The imagination of both these men set them apart as some of the greatest lateral thinkers in recent history. Now dead, we are made to wonder if the lives of these writers were as important as their works, and indeed, as their legacies.
Well, only time can tell what, if and how we will remember Howard Zinn and JD Salinger. All we can do for now is to reminisce about the passing of other great writers and how their timely deaths were at times publicised and chagrined and at others trivial and wholly forgettable.
William Shakespeare was definitely notorious and celebrated in his time but the end of his lifelong career has been of little interest to anyone except his biographers. He wrote but a few collaborations in the last decade of his life and died, a shadow of a man, weakened by age. He left a wife and two daughters, both of whom never bore a son. Shakespeare the oeuvre lives on but Shakespeare the man and bloodline were no more by the mid 1600s.
George Orwell notoriously wrote Animal Farm and Nineteen-eighty-four. Beyond these visionary and incisive pieces of work, Orwell (born Eric Arthur Blair) died in 1950 at the relatively young age of 46, crippled by health problems. Famed science fiction writers Isaac Asimov and L Ron Hubbard enjoyed a fair bit of fame before ending their writing careers and retreating to finish their lives in disease and substance abuse. It should be mentioned that Asimov died in 1992 of an HIV infection contracted during a blood transfusion, condemning his family to complete silence about his legacy (until some of the HIV/AIDS taboo was lifted) whereas Hubbard’s works have spawned the Church of Scientology and had made him over half a billion dollars in wealth by the time of his death in 1986.
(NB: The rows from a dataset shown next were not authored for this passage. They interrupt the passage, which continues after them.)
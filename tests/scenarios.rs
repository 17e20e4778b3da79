mod common;

use la64::cpu::opcode;
use la64::machine::Machine;
use la64::mmio::MmioDevice;

fn entry_image(entry: u64) -> Vec<u8> {
    entry.to_le_bytes().to_vec()
}

#[test]
fn s1_decode_and_halt() {
    let mut image = entry_image(0x08);
    common::place(&mut image, 0x08, &[opcode::NOP, opcode::HLT]);

    let mut h = common::Harness::new(0x1000, &image);
    h.step();
    assert!(!h.cpu.halted);
    assert_eq!(h.cpu.pc(), 0x09);

    h.step();
    assert!(h.cpu.halted);
    assert_eq!(h.cpu.pc(), 0x0A);
}

#[test]
fn s2_immediate_move() {
    let mut image = entry_image(0x08);
    let mov = common::encode_mov_r0_imm8(27);
    let ilen = mov.len();
    let mut at = 0x08;
    common::place(&mut image, at, &mov);
    at += ilen;
    common::place(&mut image, at, &[opcode::HLT]);

    let mut h = common::Harness::new(0x1000, &image);
    h.step();
    assert_eq!(h.cpu.registers[la64::cpu::REG_R0], 27);
    assert_eq!(h.cpu.pc() as usize, 0x08 + ilen);
}

#[test]
fn s3_division_by_zero_raises_software_irq() {
    // DIV R0, R1, R2 with R1=R2=0 (default): divisor 0 triggers BAD_ARITHMETIC.
    let mut image = entry_image(0x08);
    let div = {
        use la64::cpu::REG_R0;
        let mut bits: Vec<u8> = Vec::new();
        let mut push = |v: u64, width: u32| {
            for i in 0..width {
                bits.push(((v >> i) & 1) as u8);
            }
        };
        push(opcode::DIV as u64, 8);
        push(0b001, 3);
        push(REG_R0 as u64, 5); // dst = R0
        push(0b001, 3);
        push((REG_R0 + 1) as u64, 5); // a = R1
        push(0b001, 3);
        push((REG_R0 + 2) as u64, 5); // b = R2
        push(0b000, 3);
        let mut bytes = vec![0u8; bits.len().div_ceil(8)];
        for (i, bit) in bits.iter().enumerate() {
            if *bit != 0 {
                bytes[i / 8] |= 1 << (i % 8);
            }
        }
        bytes
    };
    common::place(&mut image, 0x08, &div);

    let mut h = common::Harness::new(0x1000, &image);
    // Set up a software-IRQ vector before stepping: vector_base=0x100,
    // handler at 0x100 + 4*8 for line IRQ_SOFTWARE=4 is at 0x20+0x100.
    {
        let mut intc = h.intc.borrow_mut();
        intc.write(0x18, 0x100, 8); // REG_VECTOR
        intc.write(0x08, 0xff, 8); // REG_ENABLED
        intc.write(0x10, 1, 8); // REG_CTRL: global enable
    }
    h.memory.write(0x100 + 4 * 8, 0x200, 8); // vector table entry for line 4
    h.memory.write(0x200, opcode::HLT as u64, 1);

    h.step(); // R1=R2=0, DIV raises BadArithmetic; halts and raises software IRQ
    h.step(); // INTC services the software IRQ, jumps PC to 0x200

    assert_eq!(h.cpu.pc(), 0x200);
}

#[test]
fn s7_rtc_reads_are_close_together() {
    use std::time::Duration;

    let mut rtc = la64::rtc::Rtc::new();
    let first = rtc.read(0x20, 8);
    std::thread::sleep(Duration::from_millis(50));
    let second = rtc.read(0x20, 8);
    assert!(second >= first);
    assert!(second - first <= 1);
}

#[test]
fn s8_memsize_probe_reflects_construction() {
    let mut probe = la64::memsize::MemSizeProbe::new(0x4000);
    assert_eq!(probe.read(0, 8), 0x4000);
}

#[test]
fn s9_platform_poweroff_is_observable() {
    let mut platform = la64::platform::PlatformPower::new();
    let handle = platform.handle();
    assert!(handle.is_on());
    platform.write(0x00, 0, 1);
    assert!(!handle.is_on());
}

#[test]
fn machine_construction_rejects_oversized_image() {
    let image = vec![0u8; 0x2000];
    let err = Machine::new(0x1000, &image, false);
    assert!(err.is_err());
}

#[test]
fn machine_construction_boots_pc_from_entry_bytes() {
    let mut image = entry_image(0x08);
    common::place(&mut image, 0x08, &[opcode::HLT]);
    let machine = Machine::new(0x1000, &image, false);
    assert!(machine.is_ok());
}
Finally, there are the writers that left us legendary pieces of literature and accordingly suffered from tortured souls and twisted lives. Dostoyevsky dies penniless and in deep depression due to an intense gambling addiction as late 1800s Russia enjoyed the Brothers Karamazov and Crime and Punishment. Mark Twain spiralled into depression as family and friends died around him and as he stubbornly continued to live despite a healthy life-long tobacco and alcohol intake. He finally left us in 1910 at the age of 75. More disturbed still were the writers that left us in their prime. The Hemingways, Plaths, Dickinsons and Woolfs that withered away, imprisoned in their own tortured psyche and whom finally took their own lives. They understood that the public had used them and no longer needed their services. We will continue to read The Old Man and the Sea and Mrs. Dalloway while being completely satisfied in our ignorance of the writer, the man, the woman, the being that may have given it all for us at the price of their own lives and importance as mortals.